NGN, which has settled more than a thousand phone-hacking cases over the past decade, is trying this week to strike out Harry’s claim and a similar case brought by British actor Hugh Grant, arguing they should have taken action sooner.

However, Harry says that he did not bring a lawsuit earlier because an agreement was struck between Buckingham Palace and senior figures at NGN to avoid embarrassment.

In a witness statement which was made public on Tuesday, Harry said his attempts to progress the case, with the backing of the queen, were stonewalled by NGN and royal aides.

His lawyer David Sherborne told the court on Wednesday that Harry did not bring his lawsuit previously because of the agreement with NGN, which denies its existence.

Sherborne said Harry was “told more” about phone hacking in 2012, when Harry says in his witness statement that he was told his voicemails had been intercepted, “but that was essentially dealt with by his family ... and their solicitor”.

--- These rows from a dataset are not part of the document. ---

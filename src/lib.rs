//! Reasoning-mode chat widget.
//!
//! The widget renders a message list, relays user input to a chat server as
//! named events, and restyles bot replies while the server reports reasoning
//! mode as enabled.
//!
//! ```rust,no_run
//! use reasonchat::{ChannelLink, WidgetActor, WidgetConfig};
//!
//! # async fn example() -> anyhow::Result<()> {
//! let (link, mut outbound) = ChannelLink::new();
//! let (actor, handle) = WidgetActor::new(&WidgetConfig::load()?, link);
//! tokio::spawn(actor.run());
//!
//! handle.type_text("2+2?").await?;
//! handle.click_send().await?;
//! let request = outbound.recv().await;
//! # Ok(())
//! # }
//! ```
pub mod actor;
pub mod bridge;
pub mod config;
pub mod controller;
pub mod dom;
pub mod events;
pub mod link;
pub mod logging;
pub mod types;
#[cfg(feature = "dioxus")]
pub mod ui;

pub use actor::{WidgetActor, WidgetCommand, WidgetError, WidgetHandle};
pub use config::{ConfigError, WidgetConfig};
pub use controller::{ChatWidgetController, Deferred, Effects, WidgetSnapshot};
pub use events::{InboundEvent, OutboundEvent, WireError};
pub use link::{ChannelLink, FrameLink, LinkError, ServerLink};
pub use types::{DisplayMode, Message, Sender, UiState};
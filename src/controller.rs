use crate::config::WidgetConfig;
use crate::dom::{NodeId, NodeKind, WidgetDom};
use crate::events::{InboundEvent, OutboundEvent};
use crate::types::{DisplayMode, Message, UiState};
use std::time::Duration;
use tracing::{debug, info};

const ENTER_KEY: &str = "Enter";

/// Removal of a transient node once `after` has elapsed.
#[derive(Clone, Copy, Debug, PartialEq, Eq)]
pub struct Deferred {
    pub after: Duration,
    pub node: NodeId,
}

/// What a handler asks the outside world to do.
#[derive(Clone, Debug, Default, PartialEq)]
pub struct Effects {
    pub outbound: Vec<OutboundEvent>,
    pub deferred: Vec<Deferred>,
}

impl Effects {
    pub fn none() -> Self {
        Self::default()
    }

    fn emit(event: OutboundEvent) -> Self {
        Self {
            outbound: vec![event],
            deferred: Vec::new(),
        }
    }

    pub fn is_empty(&self) -> bool {
        self.outbound.is_empty() && self.deferred.is_empty()
    }
}

/// Rendered state plus the flags needed to draw it.
#[derive(Clone, Debug, Default, PartialEq)]
pub struct WidgetSnapshot {
    pub dom: WidgetDom,
    pub state: UiState,
}

/// Owns the widget DOM and its two flags. Every handler runs to completion
/// and reports side effects instead of performing them.
#[derive(Debug)]
pub struct ChatWidgetController {
    dom: WidgetDom,
    state: UiState,
    banner_ttl: Duration,
}

impl Default for ChatWidgetController {
    fn default() -> Self {
        Self::new(&WidgetConfig::default())
    }
}

impl ChatWidgetController {
    pub fn new(config: &WidgetConfig) -> Self {
        Self {
            dom: WidgetDom::default(),
            state: UiState::default(),
            banner_ttl: config.banner_ttl,
        }
    }

    pub fn dom(&self) -> &WidgetDom {
        &self.dom
    }

    pub fn state(&self) -> UiState {
        self.state
    }

    pub fn snapshot(&self) -> WidgetSnapshot {
        WidgetSnapshot {
            dom: self.dom.clone(),
            state: self.state,
        }
    }

    pub fn submit_user_message(&mut self, text: &str) -> Effects {
        let message = text.trim();
        if message.is_empty() {
            return Effects::none();
        }

        self.dom
            .list
            .append(NodeKind::Message(Message::user(message)));
        let effects = Effects::emit(OutboundEvent::SendMessage {
            message: message.to_string(),
        });
        self.dom.controls.input.clear();
        self.dom.list.append(NodeKind::TypingIndicator);
        self.set_loading(true);
        debug!(len = message.len(), "user message submitted");
        effects
    }

    /// The server owns the flag; only its acknowledgment changes local state.
    pub fn on_reasoning_toggle_changed(&mut self) -> Effects {
        debug!("reasoning toggle flipped");
        Effects::emit(OutboundEvent::ToggleReasoning)
    }

    pub fn on_reasoning_mode_acknowledged(&mut self, enabled: bool) -> Effects {
        self.state.reasoning_mode_enabled = enabled;
        let label = if enabled { "enabled" } else { "disabled" };
        info!(enabled, "reasoning mode acknowledged");
        let banner = self
            .dom
            .list
            .append(NodeKind::ModeBanner(format!("Reasoning mode {label}")));
        Effects {
            outbound: Vec::new(),
            deferred: vec![Deferred {
                after: self.banner_ttl,
                node: banner,
            }],
        }
    }

    pub fn on_bot_message_received(&mut self, text: &str) -> Effects {
        let cleared = self.dom.list.remove_typing_indicators();
        let display_mode = DisplayMode::for_reasoning(self.state.reasoning_mode_enabled);
        self.dom
            .list
            .append(NodeKind::Message(Message::bot(text, display_mode)));
        self.set_loading(false);
        debug!(cleared, ?display_mode, "bot reply rendered");
        Effects::none()
    }

    pub fn handle_inbound(&mut self, event: InboundEvent) -> Effects {
        match event {
            InboundEvent::ReasoningToggled { enabled } => self.on_reasoning_mode_acknowledged(enabled),
            InboundEvent::ReceiveMessage { message, .. } => self.on_bot_message_received(&message),
        }
    }

    /// Runs a deferred removal. The node may already be gone.
    pub fn expire(&mut self, node: NodeId) -> bool {
        self.dom.list.remove(node)
    }

    // Gestures. A browser drops input on disabled controls, and so do these.

    pub fn set_input(&mut self, value: impl Into<String>) {
        if !self.dom.controls.input_disabled {
            self.dom.controls.input = value.into();
        }
    }

    pub fn click_send(&mut self) -> Effects {
        if self.dom.controls.send_disabled {
            return Effects::none();
        }
        let text = self.dom.controls.input.clone();
        self.submit_user_message(&text)
    }

    pub fn key_press(&mut self, key: &str) -> Effects {
        if self.dom.controls.input_disabled || key != ENTER_KEY {
            return Effects::none();
        }
        let text = self.dom.controls.input.clone();
        self.submit_user_message(&text)
    }

    pub fn flip_toggle(&mut self, checked: bool) -> Effects {
        if self.dom.controls.toggle_disabled {
            return Effects::none();
        }
        self.dom.controls.toggle_checked = checked;
        self.on_reasoning_toggle_changed()
    }

    fn set_loading(&mut self, loading: bool) {
        self.state.loading = loading;
        self.dom.controls.set_loading(loading);
    }
}

#[cfg(test)]
mod tests {
    use super::*;

    fn controller() -> ChatWidgetController {
        ChatWidgetController::default()
    }

    #[test]
    fn whitespace_submission_is_ignored() {
        let mut widget = controller();
        assert!(widget.submit_user_message("   \t\n").is_empty());
        assert!(widget.submit_user_message("").is_empty());
        assert!(widget.dom().list.is_empty());
        assert!(!widget.state().loading);
    }

    #[test]
    fn submit_renders_message_indicator_and_loading() {
        let mut widget = controller();
        widget.set_input("  hello ");
        let effects = widget.click_send();

        assert_eq!(
            effects.outbound,
            vec![OutboundEvent::SendMessage {
                message: "hello".into()
            }]
        );
        let list = &widget.dom().list;
        let users: Vec<_> = list.with_class("user-message").collect();
        assert_eq!(users.len(), 1);
        assert_eq!(users[0].text(), "hello");
        assert_eq!(list.typing_indicator_count(), 1);
        assert!(widget.state().loading);
        assert!(widget.dom().controls.input.is_empty());
        assert!(widget.dom().controls.send_busy);
    }

    #[test]
    fn toggle_does_not_change_mode_until_ack() {
        let mut widget = controller();
        let effects = widget.flip_toggle(true);
        assert_eq!(effects.outbound, vec![OutboundEvent::ToggleReasoning]);
        assert!(!widget.state().reasoning_mode_enabled);

        let effects = widget.on_reasoning_mode_acknowledged(true);
        assert!(widget.state().reasoning_mode_enabled);
        assert_eq!(effects.deferred.len(), 1);
        assert_eq!(effects.deferred[0].after, Duration::from_millis(3000));
        let banner = widget.dom().list.get(effects.deferred[0].node).unwrap();
        assert_eq!(banner.text(), "Reasoning mode enabled");
        assert!(banner.has_class("mode-change-message"));
    }

    #[test]
    fn ack_disabled_banner_text() {
        let mut widget = controller();
        let effects = widget.on_reasoning_mode_acknowledged(false);
        let node = effects.deferred[0].node;
        assert_eq!(widget.dom().list.get(node).unwrap().text(), "Reasoning mode disabled");
        assert!(widget.expire(node));
        assert!(!widget.expire(node));
    }

    #[test]
    fn reply_clears_every_indicator_and_loading() {
        let mut widget = controller();
        widget.submit_user_message("one");
        widget.submit_user_message("two");
        assert_eq!(widget.dom().list.typing_indicator_count(), 2);

        widget.on_bot_message_received("answer");
        assert_eq!(widget.dom().list.typing_indicator_count(), 0);
        assert!(!widget.state().loading);
        assert!(!widget.dom().controls.input_disabled);
    }

    #[test]
    fn gestures_on_disabled_controls_are_dropped() {
        let mut widget = controller();
        widget.set_input("first");
        widget.key_press(ENTER_KEY);
        widget.set_input("ignored");
        assert!(widget.dom().controls.input.is_empty());
        assert!(widget.click_send().is_empty());
        assert!(widget.key_press(ENTER_KEY).is_empty());
        assert!(widget.flip_toggle(true).is_empty());
    }

    #[test]
    fn only_enter_submits() {
        let mut widget = controller();
        widget.set_input("hi");
        assert!(widget.key_press("a").is_empty());
        assert_eq!(widget.key_press(ENTER_KEY).outbound.len(), 1);
    }

    #[test]
    fn reply_style_tracks_acknowledged_mode() {
        let mut widget = controller();
        widget.on_reasoning_mode_acknowledged(true);
        widget.submit_user_message("explain");
        widget.handle_inbound(InboundEvent::ReceiveMessage {
            message: "because".into(),
            sender: None,
        });
        let reply = widget.dom().list.with_class("bot-message").last().unwrap();
        assert!(reply.has_class("reasoning-mode-active"));
    }
}
use serde::{Deserialize, Serialize};
use time::{OffsetDateTime, UtcOffset, format_description::FormatItem, macros::format_description};

#[derive(Clone, Copy, Debug, PartialEq, Eq, Serialize, Deserialize)]
#[serde(rename_all = "lowercase")]
pub enum Sender {
    User,
    Bot,
}

impl Sender {
    pub fn as_str(self) -> &'static str {
        match self {
            Sender::User => "user",
            Sender::Bot => "bot",
        }
    }
}

#[derive(Clone, Copy, Debug, Default, PartialEq, Eq, Serialize, Deserialize)]
#[serde(rename_all = "lowercase")]
pub enum DisplayMode {
    #[default]
    Normal,
    Reasoning,
}

impl DisplayMode {
    pub fn for_reasoning(enabled: bool) -> Self {
        if enabled {
            DisplayMode::Reasoning
        } else {
            DisplayMode::Normal
        }
    }
}

/// A rendered chat line. Never mutated once it is on screen.
#[derive(Clone, Debug, PartialEq)]
pub struct Message {
    pub text: String,
    pub sender: Sender,
    pub display_mode: DisplayMode,
    pub created_at: OffsetDateTime,
}

impl Message {
    pub fn user(text: impl Into<String>) -> Self {
        Self {
            text: text.into(),
            sender: Sender::User,
            display_mode: DisplayMode::Normal,
            created_at: OffsetDateTime::now_utc(),
        }
    }

    pub fn bot(text: impl Into<String>, display_mode: DisplayMode) -> Self {
        Self {
            text: text.into(),
            sender: Sender::Bot,
            display_mode,
            created_at: OffsetDateTime::now_utc(),
        }
    }

    pub fn timestamp_label(&self) -> Option<String> {
        format_message_timestamp(self.created_at)
    }
}

const MESSAGE_TIME_FORMAT: &[FormatItem<'static>] =
    format_description!("[hour repr:12 padding:zero]:[minute padding:zero] [period case:upper]");

fn format_message_timestamp(timestamp: OffsetDateTime) -> Option<String> {
    let mut datetime = timestamp;
    if let Ok(offset) = UtcOffset::current_local_offset() {
        datetime = datetime.to_offset(offset);
    }
    datetime.format(MESSAGE_TIME_FORMAT).ok()
}

/// Client-side flags owned by the controller for one page session.
#[derive(Clone, Copy, Debug, Default, PartialEq, Eq)]
pub struct UiState {
    pub loading: bool,
    pub reasoning_mode_enabled: bool,
}
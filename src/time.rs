use std::fmt;

use log::error;
use serde::{Deserialize, Serialize};
use time::{macros::format_description, Date};

#[derive(Debug, Clone, Copy, PartialOrd, Ord, PartialEq, Eq, Serialize, Deserialize)]
#[serde(transparent)]
#[derive(sqlx::Type)]
#[sqlx(transparent)]
pub struct Timestamp(i64);

impl Timestamp {
    pub fn now() -> Result<Self, ()> {
        use std::time::SystemTime;

        SystemTime::now()
            .duration_since(SystemTime::UNIX_EPOCH)
            .map(|duration| duration.as_secs() as i64)
            .map(Self)
            .map_err(|e| {
                error!("couldn't get time: {e:?}");
            })
    }

    pub fn from_i64(secs: i64) -> Self {
        Self(secs)
    }

    pub fn plus_secs(self, secs: i64) -> Self {
        Self(self.0.saturating_add(secs))
    }

    pub fn secs_until(self, later: Timestamp) -> i64 {
        later.0 - self.0
    }
}

impl Default for Timestamp {
    fn default() -> Self {
        Self(0)
    }
}

impl fmt::Display for Timestamp {
    fn fmt(&self, fmt: &mut fmt::Formatter<'_>) -> fmt::Result {
        if self.0 == 0 {
            return write!(fmt, "<epoch>");
        }

        use ::time::{format_description::well_known::Rfc3339, OffsetDateTime};

        let formatted = OffsetDateTime::from_unix_timestamp(self.0)
            .ok()
            .and_then(|when| when.format(&Rfc3339).ok());

        match formatted {
            Some(s) => write!(fmt, "{}", s),
            None => write!(fmt, "{}", self.0),
        }
    }
}

// calendar dates travel as "yyyy-MM-dd"
time::serde::format_description!(pub iso_date, Date, "[year]-[month]-[day]");

pub fn parse_date(s: &str) -> Option<Date> {
    Date::parse(s.trim(), format_description!("[year]-[month]-[day]")).ok()
}

#[cfg(test)]
mod test {
    use super::*;

    #[test]
    fn dates_parse_strictly() {
        let d = parse_date("2026-02-28").unwrap();
        assert_eq!(d.year(), 2026);
        assert_eq!(u8::from(d.month()), 2);
        assert_eq!(d.day(), 28);

        assert!(parse_date(" 2026-01-05 ").is_some());
        assert!(parse_date("2026-02-30").is_none());
        assert!(parse_date("05/01/2026").is_none());
        assert!(parse_date("").is_none());
    }

    #[test]
    fn dates_serialize_as_iso() {
        #[derive(serde::Serialize, serde::Deserialize, Debug, PartialEq)]
        struct Dated {
            #[serde(with = "iso_date")]
            on: Date,
        }

        let dated = Dated { on: parse_date("2026-03-09").unwrap() };
        let json = serde_json::to_string(&dated).unwrap();
        assert_eq!(json, r#"{"on":"2026-03-09"}"#);
        assert_eq!(serde_json::from_str::<Dated>(&json).unwrap(), dated);

        assert!(serde_json::from_str::<Dated>(r#"{"on":"09/03/2026"}"#).is_err());
    }

    #[test]
    fn timestamp_arithmetic() {
        let t = Timestamp::from_i64(100);
        assert_eq!(t.plus_secs(50), Timestamp::from_i64(150));
        assert_eq!(t.secs_until(Timestamp::from_i64(130)), 30);
        assert_eq!(Timestamp::from_i64(i64::MAX).plus_secs(1), Timestamp::from_i64(i64::MAX));
    }
}
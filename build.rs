use std::env;

fn main() {
    // `sqlx::migrate!` embeds the migrations at compile time
    println!("cargo:rerun-if-changed=migrations");

    println!("cargo:rerun-if-env-changed=DATABASE_URL");
    if env::var_os("DATABASE_URL").is_some() {
        println!("cargo:warning=DATABASE_URL is ignored at build time, queries are checked at runtime");
    }
}
impl Backend {
    pub async fn centers(&self) -> Result<Vec<Center>> {
        query_as("SELECT * FROM centers ORDER BY name, id")
            .fetch_all(&self.0)
            .await
            .map_err(|e| {
                error!("error selecting centers: {e:?}");
            })
    }

    pub async fn find_center(&self, id: CenterId) -> std::result::Result<Center, FindError> {
        query_as("SELECT * FROM centers WHERE id = ?")
            .bind(id)
            .fetch_one(&self.0)
            .await
            .map_err(find_err("find center"))
    }

    pub async fn create_center(&self, fields: &CenterFields) -> WriteResult<Center> {
        let r = query("INSERT INTO centers (name, location) VALUES (?, ?)")
            .bind(&fields.name)
            .bind(&fields.location)
            .execute(&self.0)
            .await
            .map_err(write_err("create center"))?;

        Ok(Center {
            id: r.last_insert_rowid(),
            name: fields.name.clone(),
            location: fields.location.clone(),
        })
    }

    pub async fn update_center(&self, id: CenterId, fields: &CenterFields) -> WriteResult<Center> {
        let r = query("UPDATE centers SET name = ?, location = ? WHERE id = ?")
            .bind(&fields.name)
            .bind(&fields.location)
            .bind(id)
            .execute(&self.0)
            .await
            .map_err(write_err("update center"))?;

        found(
            r.rows_affected(),
            Center {
                id,
                name: fields.name.clone(),
                location: fields.location.clone(),
            },
        )
    }

    pub async fn delete_center(&self, id: CenterId, policy: DeletePolicy) -> WriteResult<()> {
        self.transact(|mut tx| async move {
            center_exists(&mut tx, id).await?;

            if policy == DeletePolicy::Block {
                let dependents: i64 = query_scalar(
                    "
                    SELECT
                        (SELECT COUNT(*) FROM coaches WHERE center_id = ?1)
                        + (SELECT COUNT(*) FROM monthly_records WHERE center_id = ?1)
                    ",
                )
                .bind(id)
                .fetch_one(&mut *tx)
                .await
                .map_err(write_err("count center dependents"))?;

                if dependents > 0 {
                    return Err(WriteError::HasDependents);
                }
            }

            for statement in [
                "DELETE FROM leaves WHERE coach_id IN (SELECT id FROM coaches WHERE center_id = ?)",
                "DELETE FROM coaches WHERE center_id = ?",
                "DELETE FROM monthly_records WHERE center_id = ?",
                "DELETE FROM centers WHERE id = ?",
            ] {
                query(statement)
                    .bind(id)
                    .execute(&mut *tx)
                    .await
                    .map_err(write_err("delete center"))?;
            }

            info!("deleted center {id}");
            Ok((tx, ()))
        })
        .await
    }
}

async fn center_exists(tx: &mut Transaction<'_, Sqlite>, id: CenterId) -> WriteResult<()> {
    let n: i64 = query_scalar("SELECT COUNT(*) FROM centers WHERE id = ?")
        .bind(id)
        .fetch_one(&mut **tx)
        .await
        .map_err(write_err("look up center"))?;

    found(n as u64, ())
}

“This is no criticism of the queen or his family,” Sherborne said. “That is how it was done and he accepts it. As he explains, he had to.”

Sherborne added that Harry was “kept out of the loop” about phone hacking and that he did not believe NGN “would have been stupid enough to go after his messages.”

Harry said in his witness statement that royal staff were in communication with Rebekah Brooks - now chief executive of Murdoch’s British arm News UK - and News Corp Chief Executive Robert Thomson about his lawsuit.

Sherborne said that, if the case goes to trial, “there will need to be evidence” from Brooks and Thomson about the secret agreement.

Harry has said NGN settled his brother William’s phone-hacking claim “for a huge sum of money in 2020... without any of the public being told, and seemingly with some favorable deal in return for him going ‘quietly’ so to speak”.

Buckingham Palace have not commented and William’s office said it could not comment on ongoing legal proceedings. NGN has disputed the existence of a “secret agreement” but declined to comment on whether it made a settlement with William.

The case is one of four Harry is currently pursuing against British publishers, following claims in his Netflix documentary and memoir ‘Spare’ accusing tabloids of widespread unlawful activity and his family of colluding with them.

The preliminary hearing is expected to conclude on Thursday, with a trial due in January if the judge allows it to go ahead.

Harry, who now lives in California with his family, was not in court, but watched proceedings by video link, Sherborne said.

Grant was also watching the proceedings remotely due to “unavoidable filming commitments,” Sherborne said, but planned to attend in person on Thursday.